■ DATA LISTING ■
//! Per-file drivers.
//!
//! A driver owns one file's buffer as the daemon believes it to be. The
//! file-state cache hands each normalized [`Event`] to a driver, which
//! applies the full text or the diffs, tracks the cursor, and compares the
//! result against the sender's checksum. A mismatch means the two sides
//! drifted apart, so the driver asks for the full text on the next round.
//!
//! Language engines plug in here by implementing [`FileDriver`] and
//! choosing it from a [`DriverFactory`]; [`BufferDriver`] is the built-in
//! text-only driver.

use bufsync_types::{Checksum, ContentHash, Event};

use crate::gap_buffer::GapBuffer;
use crate::patch::Patcher;

/// A live, stateful per-file object.
pub trait FileDriver: Send {
    /// Apply `event` and return the content hash of the resulting buffer.
    fn handle_event(&mut self, event: &Event) -> ContentHash;

    /// Provider output produced by the last handled event.
    ///
    /// Opaque to the cache; passed through to the editor as-is.
    fn collect_output(&mut self) -> Vec<serde_json::Value>;

    /// Whether the client should send full text on its next event.
    fn resend_text(&self) -> bool;

    /// Copy of the current buffer.
    fn bytes(&self) -> Vec<u8>;

    /// Replace the buffer wholesale.
    fn set_contents(&mut self, bytes: &[u8]);

    /// Cursor position in bytes.
    fn cursor(&self) -> usize;

    /// Move the cursor.
    fn set_cursor(&mut self, cursor: usize);
}

/// Chooses a driver implementation for a file.
pub trait DriverFactory: Send + Sync {
    /// Create an empty driver for `filename`.
    fn new_driver(&self, filename: &str) -> Box<dyn FileDriver>;
}

/// Text-only driver backed by a [`GapBuffer`].
#[derive(Debug, Default)]
pub struct BufferDriver {
    buffer: GapBuffer,
    cursor: usize,
    resend: bool,
    patcher: Patcher,
}

impl BufferDriver {
    /// Create an empty driver.
    pub fn new() -> Self {
        Self::default()
    }
}

impl FileDriver for BufferDriver {
    fn handle_event(&mut self, event: &Event) -> ContentHash {
        let mut patch_failed = false;
        match &event.text {
            Some(text) => self.buffer.set_contents(text.as_bytes()),
            None => {
                if let Err(err) = self.patcher.apply(&mut self.buffer, &event.diffs) {
                    tracing::warn!(
                        "Failed to apply diffs for {} ({}): {}",
                        event.filename,
                        event.source,
                        err
                    );
                    patch_failed = true;
                }
            }
        }

        if let Some(cursor) = event.cursor() {
            self.cursor = cursor;
        }

        let bytes = self.buffer.to_vec();
        let checksum = Checksum::of(&bytes);
        self.resend = patch_failed || checksum != event.text_checksum;
        if self.resend {
            tracing::debug!(
                "Checksum mismatch for {} (expected {}, got {}), requesting full text",
                event.filename,
                event.text_checksum,
                checksum
            );
        }

        ContentHash::of(&bytes)
    }

    fn collect_output(&mut self) -> Vec<serde_json::Value> {
        Vec::new()
    }

    fn resend_text(&self) -> bool {
        self.resend
    }

    fn bytes(&self) -> Vec<u8> {
        self.buffer.to_vec()
    }

    fn set_contents(&mut self, bytes: &[u8]) {
        self.buffer.set_contents(bytes);
    }

    fn cursor(&self) -> usize {
        self.cursor
    }

    fn set_cursor(&mut self, cursor: usize) {
        self.cursor = cursor;
    }
}

/// Builds a [`BufferDriver`] for every file.
#[derive(Debug, Default, Clone, Copy)]
pub struct BufferDriverFactory;

impl DriverFactory for BufferDriverFactory {
    fn new_driver(&self, _filename: &str) -> Box<dyn FileDriver> {
        Box::new(BufferDriver::new())
    }
}
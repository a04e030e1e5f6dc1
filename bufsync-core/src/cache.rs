//! Content-addressed cache of per-file drivers.
//!
//! Drivers are keyed by `(filename, source, content hash)`. Handling an
//! event resolves a driver for it, in this order:
//!
//! 1. An exact key match is reused as-is; the event's diffs are dropped
//!    because the driver is already in the target state.
//! 2. An event carrying full text gets a fresh driver.
//! 3. An event carrying a reference state gets a copy of the driver at
//!    that state, then its diffs are applied. If the reference is not
//!    cached, resolution fails.
//! 4. Otherwise the most recently accessed driver for the file and source
//!    is copied. This is a best-effort path for clients that send diffs
//!    without naming their reference.
//!
//! After handling, the driver is stored under the hash of its resulting
//! buffer, and the oldest entries are evicted until the cache is back
//! within capacity.
//!
//! One mutex guards the whole map. Two events resolving through step 4
//! may both pick a driver that a concurrent eviction then removes; the
//! lock keeps the map consistent but does not make that choice fresher.

use std::collections::HashMap;
use std::sync::Arc;
use std::time::SystemTime;

use bufsync_types::{ContentHash, Event, EventResponse};
use parking_lot::Mutex;
use thiserror::Error;

use crate::clock::{from_unix_nanos, Clock, SystemClock};
use crate::driver::{BufferDriverFactory, DriverFactory, FileDriver};

/// Default number of live drivers.
pub const DEFAULT_CAPACITY: usize = 20;

/// Error type for cache operations.
#[derive(Debug, Clone, PartialEq, Eq, Error)]
pub enum CacheError {
    /// No exact match, no full text and no usable reference state.
    #[error("could not construct driver for {filename} ({client}): no text or reference state")]
    CouldNotConstructDriver {
        /// Canonical filename.
        filename: String,
        /// Editor/plugin that sent the event.
        client: String,
    },
}

/// Snapshot of a cached driver, for providers.
#[derive(Debug, Clone, PartialEq, Eq)]
pub struct DriverState {
    /// Canonical filename.
    pub filename: String,
    /// Editor/plugin the driver tracks.
    pub source: String,
    /// Content hash of the buffer.
    pub state: ContentHash,
    /// Buffer contents.
    pub contents: Vec<u8>,
    /// Cursor in bytes.
    pub cursor: usize,
}

#[derive(Debug, Clone, PartialEq, Eq, Hash)]
struct StateKey {
    filename: String,
    source: String,
    state: ContentHash,
}

impl StateKey {
    fn new(filename: &str, source: &str, state: ContentHash) -> Self {
        Self {
            filename: filename.to_string(),
            source: source.to_string(),
            state,
        }
    }
}

struct Entry {
    driver: Box<dyn FileDriver>,
    last_access: SystemTime,
    /// Tiebreak for equal access times.
    seq: u64,
}

impl Entry {
    fn recency(&self) -> (SystemTime, u64) {
        (self.last_access, self.seq)
    }
}

#[derive(Default)]
struct Inner {
    entries: HashMap<StateKey, Entry>,
    next_seq: u64,
}

impl Inner {
    fn next_seq(&mut self) -> u64 {
        self.next_seq += 1;
        self.next_seq
    }

    fn touch(&mut self, key: &StateKey, at: SystemTime) {
        let seq = self.next_seq();
        if let Some(entry) = self.entries.get_mut(key) {
            entry.last_access = at;
            entry.seq = seq;
        }
    }

    /// Most recently accessed key for `filename`, optionally restricted to
    /// one source.
    fn latest(&self, filename: &str, source: Option<&str>) -> Option<StateKey> {
        self.entries
            .iter()
            .filter(|(key, _)| {
                key.filename == filename && source.map_or(true, |s| key.source == s)
            })
            .max_by_key(|(_, entry)| entry.recency())
            .map(|(key, _)| key.clone())
    }

    fn snapshot(&self, key: &StateKey) -> Option<DriverState> {
        self.entries.get(key).map(|entry| DriverState {
            filename: key.filename.clone(),
            source: key.source.clone(),
            state: key.state,
            contents: entry.driver.bytes(),
            cursor: entry.driver.cursor(),
        })
    }

    fn evict(&mut self, capacity: usize) {
        while self.entries.len() > capacity {
            let oldest = self
                .entries
                .iter()
                .min_by_key(|(_, entry)| entry.recency())
                .map(|(key, _)| key.clone());
            match oldest {
                Some(key) => {
                    tracing::debug!("Evicting driver for {} at {:?}", key.filename, key.state);
                    self.entries.remove(&key);
                }
                None => break,
            }
        }
    }
}

/// Bounded, content-addressed cache of per-file drivers.
pub struct FileStateCache {
    inner: Mutex<Inner>,
    capacity: usize,
    factory: Arc<dyn DriverFactory>,
    clock: Arc<dyn Clock>,
}

impl FileStateCache {
    /// Create a cache of [`BufferDriver`](crate::BufferDriver)s with the
    /// default capacity and the system clock.
    pub fn new() -> Self {
        Self::with_parts(
            DEFAULT_CAPACITY,
            Arc::new(BufferDriverFactory),
            Arc::new(SystemClock),
        )
    }

    /// Create a cache with explicit capacity, driver factory and clock.
    pub fn with_parts(
        capacity: usize,
        factory: Arc<dyn DriverFactory>,
        clock: Arc<dyn Clock>,
    ) -> Self {
        Self {
            inner: Mutex::new(Inner::default()),
            capacity,
            factory,
            clock,
        }
    }

    /// Maximum number of live drivers.
    pub fn capacity(&self) -> usize {
        self.capacity
    }

    /// Number of live drivers.
    pub fn len(&self) -> usize {
        self.inner.lock().entries.len()
    }

    /// True if no drivers are cached.
    pub fn is_empty(&self) -> bool {
        self.len() == 0
    }

    /// Drop every driver.
    pub fn reset(&self) {
        let mut inner = self.inner.lock();
        inner.entries.clear();
        tracing::info!("file state cache reset");
    }

    /// Resolve a driver for `event`, apply the event, and re-key the driver
    /// under its resulting state.
    ///
    /// Clears `event.diffs` when an exact match makes them redundant.
    pub fn handle_event(&self, event: &mut Event) -> Result<EventResponse, CacheError> {
        let now = self.clock.now();
        let mut inner = self.inner.lock();

        let key = StateKey::new(&event.filename, &event.source, event.text_hash);
        let mut driver = if let Some(entry) = inner.entries.remove(&key) {
            tracing::debug!(
                "Using existing driver for {} ({}) at {:?}",
                key.filename,
                key.source,
                key.state
            );
            event.diffs.clear();
            entry.driver
        } else if event.has_text() {
            tracing::debug!(
                "New driver from text for {} ({}) at {:?}",
                key.filename,
                key.source,
                key.state
            );
            self.factory.new_driver(&event.filename)
        } else if let Some(reference) = event.reference_state {
            let ref_key = StateKey::new(&event.filename, &event.source, reference);
            let Some(entry) = inner.entries.get(&ref_key) else {
                tracing::debug!(
                    "Reference {:?} not cached for {} ({})",
                    reference,
                    key.filename,
                    key.source
                );
                return Err(self.unresolved(event));
            };
            tracing::debug!(
                "New driver from reference {:?} for {} ({})",
                reference,
                key.filename,
                key.source
            );
            self.copy_driver(&event.filename, entry.driver.as_ref())
        } else {
            let Some(latest) = inner.latest(&event.filename, Some(event.source.as_str())) else {
                tracing::debug!(
                    "No driver to fall back on for {} ({})",
                    key.filename,
                    key.source
                );
                return Err(self.unresolved(event));
            };
            tracing::debug!(
                "Assuming latest driver {:?} as reference for {} ({})",
                latest.state,
                key.filename,
                key.source
            );
            inner.touch(&latest, now);
            match inner.entries.get(&latest) {
                Some(entry) => self.copy_driver(&event.filename, entry.driver.as_ref()),
                None => return Err(self.unresolved(event)),
            }
        };

        let state = driver.handle_event(event);
        let results = driver.collect_output();
        let resend = driver.resend_text();

        let last_access = from_unix_nanos(event.timestamp).unwrap_or(now);
        let seq = inner.next_seq();
        inner.entries.insert(
            StateKey::new(&event.filename, &event.source, state),
            Entry {
                driver,
                last_access,
                seq,
            },
        );
        inner.evict(self.capacity);

        Ok(EventResponse {
            state,
            resend,
            results,
        })
    }

    /// Snapshot of the driver at exactly `state`, refreshing its recency.
    pub fn driver(&self, filename: &str, source: &str, state: ContentHash) -> Option<DriverState> {
        let now = self.clock.now();
        let mut inner = self.inner.lock();
        let key = StateKey::new(filename, source, state);
        inner.touch(&key, now);
        inner.snapshot(&key)
    }

    /// Snapshot of the driver holding `content`, building one from the
    /// full text with the given cursor if none is cached.
    pub fn driver_from_content(
        &self,
        filename: &str,
        source: &str,
        content: &str,
        cursor: usize,
    ) -> DriverState {
        let now = self.clock.now();
        let mut inner = self.inner.lock();
        let state = ContentHash::of(content.as_bytes());
        let key = StateKey::new(filename, source, state);

        if inner.entries.contains_key(&key) {
            inner.touch(&key, now);
        } else {
            tracing::debug!(filename, source, state = ?state, "new driver from content");
            let mut driver = self.factory.new_driver(filename);
            driver.set_contents(content.as_bytes());
            driver.set_cursor(cursor);
            let seq = inner.next_seq();
            inner.entries.insert(
                key.clone(),
                Entry {
                    driver,
                    last_access: now,
                    seq,
                },
            );
        }

        let snapshot = DriverState {
            filename: filename.to_string(),
            source: source.to_string(),
            state,
            contents: content.as_bytes().to_vec(),
            cursor: inner.entries.get(&key).map_or(cursor, |e| e.driver.cursor()),
        };
        inner.evict(self.capacity);
        snapshot
    }

    /// Snapshot of the most recently accessed driver for `filename`, from
    /// any source.
    pub fn latest_driver(&self, filename: &str) -> Option<DriverState> {
        let now = self.clock.now();
        let mut inner = self.inner.lock();
        let key = inner.latest(filename, None)?;
        inner.touch(&key, now);
        inner.snapshot(&key)
    }

    fn copy_driver(&self, filename: &str, from: &dyn FileDriver) -> Box<dyn FileDriver> {
        let mut driver = self.factory.new_driver(filename);
        driver.set_contents(&from.bytes());
        driver.set_cursor(from.cursor());
        driver
    }

    fn unresolved(&self, event: &Event) -> CacheError {
        CacheError::CouldNotConstructDriver {
            filename: event.filename.clone(),
            client: event.source.clone(),
        }
    }
}

impl Default for FileStateCache {
    fn default() -> Self {
        Self::new()
    }
}

impl std::fmt::Debug for FileStateCache {
    fn fmt(&self, f: &mut std::fmt::Formatter<'_>) -> std::fmt::Result {
        f.debug_struct("FileStateCache")
            .field("capacity", &self.capacity)
            .field("len", &self.len())
            .finish()
    }
}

■ DIRECTIONS FOR THIS TASK ■
Please find how many lines of the entries above include the string "BufferDriverFactory", giving the number and nothing else.

■ EXPECTED OUTPUT ■
4